Supplied entries:
☆ ☆ ☆ ☆ ☆ ☆ ☆
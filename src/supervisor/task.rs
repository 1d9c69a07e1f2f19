//! One launched task process and its accounting.

use std::fs::{self, File, OpenOptions};
use std::path::{Path, PathBuf};
use std::process::{ExitStatus, Stdio};
use std::sync::Arc;
use std::time::{Duration, Instant, SystemTime};

use tokio::process::{Child, Command};
use tracing::{debug, info, info_span, warn};

use super::job::TaskSpec;
use super::macros::MacroContext;
use super::progress::parse_fraction_file;
use crate::process::{with_descendants, Pid, ProcessControl};
use crate::{AppError, Result};

/// Where a task is in its life.
#[derive(Debug, Clone, Copy, PartialEq, Eq)]
pub enum TaskState {
    /// Not launched yet.
    Pending,
    /// Process is running (possibly suspended).
    Running,
    /// Exited with status 0.
    Completed,
    /// Exited non-zero or could not be launched.
    Failed,
    /// Killed for exceeding its time limit; counts as done.
    KilledByTimeout,
}

/// Inputs shared by every launch.
#[derive(Debug, Clone, Copy)]
pub struct LaunchContext<'a> {
    /// Placeholder values.
    pub macros: &'a MacroContext,
    /// Arguments forwarded to tasks with `append_cmdline_args`.
    pub passthrough: &'a [String],
}

/// A running task.
#[derive(Debug)]
pub struct TaskProcess {
    spec: TaskSpec,
    exec_dir: Option<PathBuf>,
    child: Child,
    pid: Pid,
    state: TaskState,
    suspended: bool,
    running_time: Duration,
    last_poll: Instant,
    current_cpu_time: f64,
    checkpoint_mtime: Option<SystemTime>,
}

impl TaskProcess {
    /// Launch `spec` with placeholders substituted.
    ///
    /// # Errors
    ///
    /// Returns `AppError::ChildFailed` if the process cannot be started, or
    /// `AppError::Io` if a redirect file cannot be opened.
    pub fn launch(spec: &TaskSpec, ctx: LaunchContext<'_>) -> Result<Self> {
        let span = info_span!("launch_task", task = %spec.application);
        let _guard = span.enter();

        let program = ctx.macros.substitute(&spec.application);
        let exec_dir = spec
            .exec_dir
            .as_deref()
            .map(|dir| PathBuf::from(ctx.macros.substitute(dir)));

        let mut args: Vec<String> = ctx
            .macros
            .substitute(&spec.command_line)
            .split_whitespace()
            .map(str::to_owned)
            .collect();
        if spec.append_cmdline_args {
            args.extend(ctx.passthrough.iter().cloned());
        }

        let mut cmd = Command::new(&program);
        cmd.args(&args).kill_on_drop(true);
        for (name, value) in &spec.env {
            cmd.env(name, ctx.macros.substitute(value));
        }
        if let Some(dir) = &exec_dir {
            cmd.current_dir(dir);
        }
        cmd.stdin(match &spec.stdin_filename {
            Some(name) => Stdio::from(open_input(&resolve(exec_dir.as_deref(), name))?),
            None => Stdio::null(),
        });
        if let Some(name) = &spec.stdout_filename {
            cmd.stdout(open_append(&resolve(exec_dir.as_deref(), name))?);
        }
        if let Some(name) = &spec.stderr_filename {
            cmd.stderr(open_append(&resolve(exec_dir.as_deref(), name))?);
        }

        let child = cmd.spawn().map_err(|err| {
            warn!(%err, program, "task launch failed");
            AppError::ChildFailed {
                task: spec.application.clone(),
                code: None,
            }
        })?;
        let pid = child
            .id()
            .and_then(|id| Pid::try_from(id).ok())
            .ok_or_else(|| AppError::ChildFailed {
                task: spec.application.clone(),
                code: None,
            })?;

        #[cfg(unix)]
        if let Some(level) = spec.priority {
            if let Err(err) = crate::process::set_priority(pid, level) {
                warn!(pid, level, %err, "cannot set task priority");
            }
        }

        info!(pid, program, args = args.len(), "task launched");
        let checkpoint_mtime = spec
            .checkpoint_filename
            .as_deref()
            .and_then(|name| modified(&resolve(exec_dir.as_deref(), name)));

        Ok(Self {
            spec: spec.clone(),
            exec_dir,
            child,
            pid,
            state: TaskState::Running,
            suspended: false,
            running_time: Duration::ZERO,
            last_poll: Instant::now(),
            current_cpu_time: 0.0,
            checkpoint_mtime,
        })
    }

    /// Task definition.
    #[must_use]
    pub fn spec(&self) -> &TaskSpec {
        &self.spec
    }

    /// Process id of the task's root process.
    #[must_use]
    pub fn pid(&self) -> Pid {
        self.pid
    }

    /// Current state.
    #[must_use]
    pub fn state(&self) -> TaskState {
        self.state
    }

    /// Whether the task is held suspended.
    #[must_use]
    pub fn is_suspended(&self) -> bool {
        self.suspended
    }

    /// Running time, excluding time spent suspended.
    #[must_use]
    pub fn elapsed(&self) -> Duration {
        self.running_time
    }

    /// Last measured CPU seconds of the task tree.
    #[must_use]
    pub fn cpu_time(&self) -> f64 {
        self.current_cpu_time
    }

    /// Account wall time since the previous poll and re-measure CPU time.
    /// Call before [`try_exit`](Self::try_exit) so an exited-but-unreaped
    /// process is still measured.
    pub async fn update(&mut self) {
        let now = Instant::now();
        if !self.suspended {
            self.running_time += now.duration_since(self.last_poll);
        }
        self.last_poll = now;
        if let Some(cpu) = self.measure_cpu().await {
            self.current_cpu_time = self.current_cpu_time.max(cpu);
        }
    }

    #[cfg(unix)]
    async fn measure_cpu(&self) -> Option<f64> {
        let pid = self.pid;
        match tokio::task::spawn_blocking(move || crate::process::tree_cpu_time(pid)).await {
            Ok(Ok(cpu)) => Some(cpu),
            Ok(Err(err)) => {
                debug!(pid, %err, "cpu time unavailable");
                None
            }
            Err(err) => {
                warn!(pid, %err, "cpu sampling panicked");
                None
            }
        }
    }

    #[cfg(not(unix))]
    #[allow(clippy::unused_async)]
    async fn measure_cpu(&self) -> Option<f64> {
        Some(self.running_time.as_secs_f64())
    }

    /// Reap the process if it exited.
    ///
    /// # Errors
    ///
    /// Returns `AppError::Process` if the status cannot be queried.
    pub fn try_exit(&mut self) -> Result<Option<ExitStatus>> {
        let status = self
            .child
            .try_wait()
            .map_err(|err| AppError::Process(format!("cannot poll pid {}: {err}", self.pid)))?;
        if let Some(status) = status {
            self.state = if status.success() {
                TaskState::Completed
            } else {
                TaskState::Failed
            };
            info!(pid = self.pid, %status, cpu = self.current_cpu_time, "task exited");
        }
        Ok(status)
    }

    /// Whether the running time passed the task's limit.
    #[must_use]
    pub fn time_limit_exceeded(&self) -> bool {
        self.spec
            .time_limit
            .is_some_and(|limit| self.running_time >= limit)
    }

    /// Self-reported fraction from the task's fraction-done file.
    #[must_use]
    pub fn reported_fraction(&self) -> Option<f64> {
        let name = self.spec.fraction_done_filename.as_deref()?;
        let raw = fs::read_to_string(resolve(self.exec_dir.as_deref(), name)).ok()?;
        parse_fraction_file(&raw)
    }

    /// Whether the task's checkpoint file changed since the last call.
    pub fn checkpoint_changed(&mut self) -> bool {
        let Some(name) = self.spec.checkpoint_filename.as_deref() else {
            return false;
        };
        let current = modified(&resolve(self.exec_dir.as_deref(), name));
        if current.is_some() && current != self.checkpoint_mtime {
            self.checkpoint_mtime = current;
            return true;
        }
        false
    }

    /// Suspend or resume the root (and its descendants if multi-process)
    /// off the async runtime, since enumeration walks the process table.
    async fn apply_to_tree(&self, control: &Arc<dyn ProcessControl>, stop: bool) -> usize {
        let pid = self.pid;
        let recurse = self.spec.multi_process;
        let control = Arc::clone(control);
        let job = tokio::task::spawn_blocking(move || {
            let targets = if recurse {
                with_descendants(control.as_ref(), pid)
            } else {
                vec![pid]
            };
            if stop {
                control.suspend(&targets, None)
            } else {
                control.resume(&targets)
            }
        });
        match job.await {
            Ok(count) => count,
            Err(err) => {
                warn!(pid, %err, "suspend/resume panicked");
                0
            }
        }
    }

    /// Stop the task (and its descendants if multi-process).
    pub async fn suspend(&mut self, control: &Arc<dyn ProcessControl>) {
        if self.suspended {
            return;
        }
        let count = self.apply_to_tree(control, true).await;
        debug!(pid = self.pid, count, "task suspended");
        self.suspended = true;
    }

    /// Continue a suspended task.
    pub async fn resume(&mut self, control: &Arc<dyn ProcessControl>) {
        if !self.suspended {
            return;
        }
        let count = self.apply_to_tree(control, false).await;
        debug!(pid = self.pid, count, "task resumed");
        self.suspended = false;
        self.last_poll = Instant::now();
    }

    /// Kill the task tree and reap the root process.
    pub async fn kill(&mut self, control: &Arc<dyn ProcessControl>, grace: Option<Duration>) {
        let pid = self.pid;
        let control = Arc::clone(control);
        if let Err(err) = tokio::task::spawn_blocking(move || control.kill_tree(pid, grace)).await {
            warn!(pid, %err, "kill task panicked");
        }
        if let Err(err) = self.child.wait().await {
            debug!(pid, %err, "cannot reap killed task");
        }
        self.suspended = false;
    }

    /// Mark the task as killed for its time limit.
    pub fn mark_timed_out(&mut self) {
        self.state = TaskState::KilledByTimeout;
    }
}

fn resolve(exec_dir: Option<&Path>, name: &str) -> PathBuf {
    match exec_dir {
        Some(dir) => dir.join(name),
        None => PathBuf::from(name),
    }
}

fn modified(path: &Path) -> Option<SystemTime> {
    fs::metadata(path).and_then(|meta| meta.modified()).ok()
}

fn open_input(path: &Path) -> Result<File> {
    File::open(path).map_err(|err| AppError::Io(format!("cannot open {}: {err}", path.display())))
}

fn open_append(path: &Path) -> Result<File> {
    OpenOptions::new()
        .create(true)
        .append(true)
        .open(path)
        .map_err(|err| AppError::Io(format!("cannot open {}: {err}", path.display())))
}
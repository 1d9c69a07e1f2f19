//! Marker and trickle files exchanged with the client through the slot
//! directory.

use std::fs;
use std::path::{Path, PathBuf};
use std::sync::atomic::{AtomicU64, Ordering};
use std::time::{Duration, SystemTime, UNIX_EPOCH};

use tracing::{info, warn};

use crate::{AppError, Result};

/// Marker asking the client to restart the job later instead of now.
pub const TEMPORARY_EXIT_FILE: &str = "gridvisor_temporary_exit";

/// Marker recording that the application finished on purpose.
pub const FINISH_FILE: &str = "gridvisor_finish_called";

const TRICKLE_UP_PREFIX: &str = "trickle_up_";
const TRICKLE_DOWN_PREFIX: &str = "trickle_down_";

static TRICKLE_SEQ: AtomicU64 = AtomicU64::new(0);

/// Write the temporary-exit marker. The caller then exits with status 0.
///
/// # Errors
///
/// Returns `AppError::Io` if the marker cannot be written.
pub fn request_temporary_exit(slot_dir: &Path, delay: Duration, reason: &str) -> Result<()> {
    let path = slot_dir.join(TEMPORARY_EXIT_FILE);
    fs::write(&path, format!("{}\n{reason}\n", delay.as_secs()))
        .map_err(|err| AppError::Io(format!("cannot write {}: {err}", path.display())))?;
    warn!(delay_secs = delay.as_secs(), reason, "temporary exit requested");
    Ok(())
}

/// Write the finish marker with the final status.
///
/// # Errors
///
/// Returns `AppError::Io` if the marker cannot be written.
pub fn write_finish_marker(slot_dir: &Path, status: i32, message: Option<&str>) -> Result<()> {
    let path = slot_dir.join(FINISH_FILE);
    let body = match message {
        Some(msg) => format!("{status}\n{msg}\n"),
        None => format!("{status}\n"),
    };
    fs::write(&path, body)
        .map_err(|err| AppError::Io(format!("cannot write {}: {err}", path.display())))?;
    info!(status, "finish marker written");
    Ok(())
}

/// Write a trickle-up file for `variety` and return its path.
///
/// # Errors
///
/// Returns `AppError::Io` if the file cannot be written.
pub fn write_trickle_up(slot_dir: &Path, variety: &str, text: &str) -> Result<PathBuf> {
    let stamp = SystemTime::now()
        .duration_since(UNIX_EPOCH)
        .map_or(0, |d| d.as_secs());
    let seq = TRICKLE_SEQ.fetch_add(1, Ordering::Relaxed);
    let path = slot_dir.join(format!("{TRICKLE_UP_PREFIX}{variety}_{stamp}_{seq}.xml"));
    fs::write(&path, format!("<variety>{variety}</variety>\n{text}\n"))
        .map_err(|err| AppError::Io(format!("cannot write {}: {err}", path.display())))?;
    Ok(path)
}

/// Read and remove every trickle-down file, oldest name first.
///
/// # Errors
///
/// Returns `AppError::Io` if the slot directory cannot be listed.
pub fn take_trickle_down(slot_dir: &Path) -> Result<Vec<String>> {
    let mut paths: Vec<PathBuf> = fs::read_dir(slot_dir)?
        .flatten()
        .map(|entry| entry.path())
        .filter(|path| {
            path.file_name()
                .and_then(|n| n.to_str())
                .is_some_and(|n| n.starts_with(TRICKLE_DOWN_PREFIX))
        })
        .collect();
    paths.sort();

    let mut messages = Vec::with_capacity(paths.len());
    for path in paths {
        match fs::read_to_string(&path) {
            Ok(body) => {
                messages.push(body);
                if let Err(err) = fs::remove_file(&path) {
                    warn!(path = %path.display(), %err, "cannot remove trickle-down file");
                }
            }
            Err(err) => warn!(path = %path.display(), %err, "cannot read trickle-down file"),
        }
    }
    Ok(messages)
}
☆ ☆ ☆ ☆ ☆ ☆ ☆
Problem description:
Find the word "format" in the records, and report each line that has it.

Your response:
            .map_err(|err| AppError::Process(format!("cannot poll pid {}: {err}", self.pid)))?;
    File::open(path).map_err(|err| AppError::Io(format!("cannot open {}: {err}", path.display())))
        .map_err(|err| AppError::Io(format!("cannot open {}: {err}", path.display())))
    fs::write(&path, format!("{}\n{reason}\n", delay.as_secs()))
        .map_err(|err| AppError::Io(format!("cannot write {}: {err}", path.display())))?;
        Some(msg) => format!("{status}\n{msg}\n"),
        None => format!("{status}\n"),
        .map_err(|err| AppError::Io(format!("cannot write {}: {err}", path.display())))?;
    let path = slot_dir.join(format!("{TRICKLE_UP_PREFIX}{variety}_{stamp}_{seq}.xml"));
    fs::write(&path, format!("<variety>{variety}</variety>\n{text}\n"))
        .map_err(|err| AppError::Io(format!("cannot write {}: {err}", path.display())))?;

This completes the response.